* _Exercise details_
Each line of the data below that includes the string "args" must be copied.

Collected data entries:

>>>>

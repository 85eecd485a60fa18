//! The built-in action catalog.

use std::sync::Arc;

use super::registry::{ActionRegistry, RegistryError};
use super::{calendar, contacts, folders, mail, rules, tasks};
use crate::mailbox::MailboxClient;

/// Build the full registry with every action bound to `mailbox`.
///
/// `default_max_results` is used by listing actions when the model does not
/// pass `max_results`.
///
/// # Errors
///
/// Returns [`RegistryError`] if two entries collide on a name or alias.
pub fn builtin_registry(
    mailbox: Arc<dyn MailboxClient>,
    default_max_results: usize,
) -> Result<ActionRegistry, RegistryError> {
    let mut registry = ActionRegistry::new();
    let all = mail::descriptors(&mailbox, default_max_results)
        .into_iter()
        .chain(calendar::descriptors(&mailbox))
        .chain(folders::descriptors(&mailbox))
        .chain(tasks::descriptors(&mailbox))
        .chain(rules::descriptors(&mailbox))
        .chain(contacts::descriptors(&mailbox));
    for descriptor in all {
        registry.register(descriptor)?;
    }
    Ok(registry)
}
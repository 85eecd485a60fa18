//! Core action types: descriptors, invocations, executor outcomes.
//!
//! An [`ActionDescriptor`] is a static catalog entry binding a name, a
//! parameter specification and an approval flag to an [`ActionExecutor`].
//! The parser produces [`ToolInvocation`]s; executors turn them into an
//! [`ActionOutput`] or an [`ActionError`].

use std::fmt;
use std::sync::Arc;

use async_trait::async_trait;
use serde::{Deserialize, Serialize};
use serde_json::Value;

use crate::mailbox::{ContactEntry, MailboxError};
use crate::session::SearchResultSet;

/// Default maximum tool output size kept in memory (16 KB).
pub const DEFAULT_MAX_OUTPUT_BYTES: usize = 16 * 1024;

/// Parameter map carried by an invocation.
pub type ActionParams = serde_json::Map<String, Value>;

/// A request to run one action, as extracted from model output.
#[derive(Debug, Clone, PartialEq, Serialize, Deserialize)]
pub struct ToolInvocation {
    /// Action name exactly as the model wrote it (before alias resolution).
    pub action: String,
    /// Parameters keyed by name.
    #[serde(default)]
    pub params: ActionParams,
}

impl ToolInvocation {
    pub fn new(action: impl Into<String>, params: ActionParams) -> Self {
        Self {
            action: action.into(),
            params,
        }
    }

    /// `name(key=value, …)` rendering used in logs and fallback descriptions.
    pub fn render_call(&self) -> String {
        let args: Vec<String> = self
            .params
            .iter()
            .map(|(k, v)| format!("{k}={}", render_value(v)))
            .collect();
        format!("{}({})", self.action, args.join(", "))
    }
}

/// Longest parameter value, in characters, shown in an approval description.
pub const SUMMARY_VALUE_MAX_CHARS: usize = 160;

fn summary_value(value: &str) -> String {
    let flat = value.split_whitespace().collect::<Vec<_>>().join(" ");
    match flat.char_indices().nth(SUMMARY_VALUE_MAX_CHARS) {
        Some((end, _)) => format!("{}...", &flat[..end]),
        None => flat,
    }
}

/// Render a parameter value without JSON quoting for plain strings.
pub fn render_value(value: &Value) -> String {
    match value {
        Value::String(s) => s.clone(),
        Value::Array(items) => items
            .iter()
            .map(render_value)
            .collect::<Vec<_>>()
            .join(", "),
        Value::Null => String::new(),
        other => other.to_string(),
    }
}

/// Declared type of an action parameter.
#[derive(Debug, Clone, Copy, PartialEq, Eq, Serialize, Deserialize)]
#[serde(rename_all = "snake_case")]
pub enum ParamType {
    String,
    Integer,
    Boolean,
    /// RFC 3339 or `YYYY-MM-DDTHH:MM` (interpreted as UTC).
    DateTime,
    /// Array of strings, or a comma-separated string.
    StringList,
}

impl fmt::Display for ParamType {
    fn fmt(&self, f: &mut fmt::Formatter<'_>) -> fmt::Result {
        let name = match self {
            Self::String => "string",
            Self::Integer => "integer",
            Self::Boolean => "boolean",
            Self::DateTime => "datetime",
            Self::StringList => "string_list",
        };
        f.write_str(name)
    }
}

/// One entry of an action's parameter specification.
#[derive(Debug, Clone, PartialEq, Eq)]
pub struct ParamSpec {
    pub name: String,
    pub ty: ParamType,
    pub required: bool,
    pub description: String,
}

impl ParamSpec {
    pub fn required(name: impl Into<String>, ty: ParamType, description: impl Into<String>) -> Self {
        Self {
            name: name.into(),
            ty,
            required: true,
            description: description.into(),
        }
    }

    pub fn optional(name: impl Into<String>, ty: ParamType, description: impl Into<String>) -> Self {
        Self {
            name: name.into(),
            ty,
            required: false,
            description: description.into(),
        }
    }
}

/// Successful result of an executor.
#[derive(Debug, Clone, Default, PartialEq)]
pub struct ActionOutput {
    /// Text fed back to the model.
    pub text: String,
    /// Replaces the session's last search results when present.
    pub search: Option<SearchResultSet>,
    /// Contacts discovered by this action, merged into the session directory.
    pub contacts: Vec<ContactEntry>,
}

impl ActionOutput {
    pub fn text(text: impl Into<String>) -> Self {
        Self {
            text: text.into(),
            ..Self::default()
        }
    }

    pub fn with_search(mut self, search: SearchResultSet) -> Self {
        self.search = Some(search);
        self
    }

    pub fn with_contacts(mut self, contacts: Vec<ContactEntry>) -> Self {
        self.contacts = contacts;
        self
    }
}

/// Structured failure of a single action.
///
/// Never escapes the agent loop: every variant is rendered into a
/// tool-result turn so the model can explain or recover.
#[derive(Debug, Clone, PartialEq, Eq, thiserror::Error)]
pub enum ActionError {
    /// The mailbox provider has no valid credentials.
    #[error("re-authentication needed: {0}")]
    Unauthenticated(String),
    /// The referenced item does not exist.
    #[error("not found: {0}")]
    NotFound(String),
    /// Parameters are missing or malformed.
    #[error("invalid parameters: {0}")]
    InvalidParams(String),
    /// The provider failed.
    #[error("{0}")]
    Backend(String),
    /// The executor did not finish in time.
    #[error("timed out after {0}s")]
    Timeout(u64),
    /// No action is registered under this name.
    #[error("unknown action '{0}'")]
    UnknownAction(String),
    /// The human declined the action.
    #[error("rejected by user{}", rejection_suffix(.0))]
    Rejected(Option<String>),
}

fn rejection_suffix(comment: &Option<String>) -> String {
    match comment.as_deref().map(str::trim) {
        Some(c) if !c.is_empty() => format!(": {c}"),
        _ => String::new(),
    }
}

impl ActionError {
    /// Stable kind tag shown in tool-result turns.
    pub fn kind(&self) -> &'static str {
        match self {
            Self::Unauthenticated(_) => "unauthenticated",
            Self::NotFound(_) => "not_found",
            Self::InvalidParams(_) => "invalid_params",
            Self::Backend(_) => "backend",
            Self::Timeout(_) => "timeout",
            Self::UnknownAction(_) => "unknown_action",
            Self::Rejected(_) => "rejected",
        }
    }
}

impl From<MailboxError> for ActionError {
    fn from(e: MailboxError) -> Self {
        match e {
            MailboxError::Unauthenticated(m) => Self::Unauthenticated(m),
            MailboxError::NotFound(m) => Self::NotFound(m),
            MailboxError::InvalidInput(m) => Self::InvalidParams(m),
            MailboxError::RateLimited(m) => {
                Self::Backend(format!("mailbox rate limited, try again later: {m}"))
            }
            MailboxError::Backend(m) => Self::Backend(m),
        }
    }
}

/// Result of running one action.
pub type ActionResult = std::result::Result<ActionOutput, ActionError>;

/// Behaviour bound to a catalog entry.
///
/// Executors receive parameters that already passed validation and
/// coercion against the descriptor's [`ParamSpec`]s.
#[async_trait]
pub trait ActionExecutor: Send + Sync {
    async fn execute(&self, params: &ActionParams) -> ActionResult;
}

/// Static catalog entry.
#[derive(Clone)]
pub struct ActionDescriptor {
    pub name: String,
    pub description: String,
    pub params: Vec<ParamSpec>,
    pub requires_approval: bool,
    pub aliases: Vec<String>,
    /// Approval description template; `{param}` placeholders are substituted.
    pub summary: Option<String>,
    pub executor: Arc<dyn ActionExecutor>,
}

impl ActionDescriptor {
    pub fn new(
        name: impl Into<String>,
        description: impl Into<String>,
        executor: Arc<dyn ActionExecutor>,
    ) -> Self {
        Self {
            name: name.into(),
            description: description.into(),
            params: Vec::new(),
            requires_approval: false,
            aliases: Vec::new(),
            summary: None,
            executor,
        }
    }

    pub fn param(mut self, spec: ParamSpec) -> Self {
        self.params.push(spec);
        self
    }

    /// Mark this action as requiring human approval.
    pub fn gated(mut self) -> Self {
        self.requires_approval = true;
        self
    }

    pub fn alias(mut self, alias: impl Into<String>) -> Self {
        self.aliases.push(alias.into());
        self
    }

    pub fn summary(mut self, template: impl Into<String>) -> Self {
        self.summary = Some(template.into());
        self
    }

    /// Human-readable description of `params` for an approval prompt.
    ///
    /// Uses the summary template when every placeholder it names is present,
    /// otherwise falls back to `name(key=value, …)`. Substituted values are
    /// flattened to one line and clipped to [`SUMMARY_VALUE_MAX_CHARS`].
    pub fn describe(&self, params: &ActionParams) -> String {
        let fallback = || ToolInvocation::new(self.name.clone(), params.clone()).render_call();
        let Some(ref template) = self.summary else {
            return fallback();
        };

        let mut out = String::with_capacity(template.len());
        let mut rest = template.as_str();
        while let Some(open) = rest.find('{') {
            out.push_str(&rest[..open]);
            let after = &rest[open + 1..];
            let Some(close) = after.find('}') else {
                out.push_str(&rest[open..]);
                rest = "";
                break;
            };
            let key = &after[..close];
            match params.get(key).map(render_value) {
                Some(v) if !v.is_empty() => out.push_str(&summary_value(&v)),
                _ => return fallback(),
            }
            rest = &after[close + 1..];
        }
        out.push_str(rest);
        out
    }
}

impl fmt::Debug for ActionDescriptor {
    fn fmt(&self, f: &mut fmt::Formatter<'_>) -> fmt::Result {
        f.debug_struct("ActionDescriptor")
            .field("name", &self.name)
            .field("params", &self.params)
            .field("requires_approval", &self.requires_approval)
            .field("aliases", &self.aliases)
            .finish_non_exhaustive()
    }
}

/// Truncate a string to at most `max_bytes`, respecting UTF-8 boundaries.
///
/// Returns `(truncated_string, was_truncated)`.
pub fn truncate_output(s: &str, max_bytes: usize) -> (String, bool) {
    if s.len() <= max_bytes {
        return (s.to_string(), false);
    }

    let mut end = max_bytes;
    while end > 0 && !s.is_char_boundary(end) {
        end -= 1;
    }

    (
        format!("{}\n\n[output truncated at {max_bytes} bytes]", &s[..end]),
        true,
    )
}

<<<<

* _Solution_
        let args: Vec<String> = self
        format!("{}({})", self.action, args.join(", "))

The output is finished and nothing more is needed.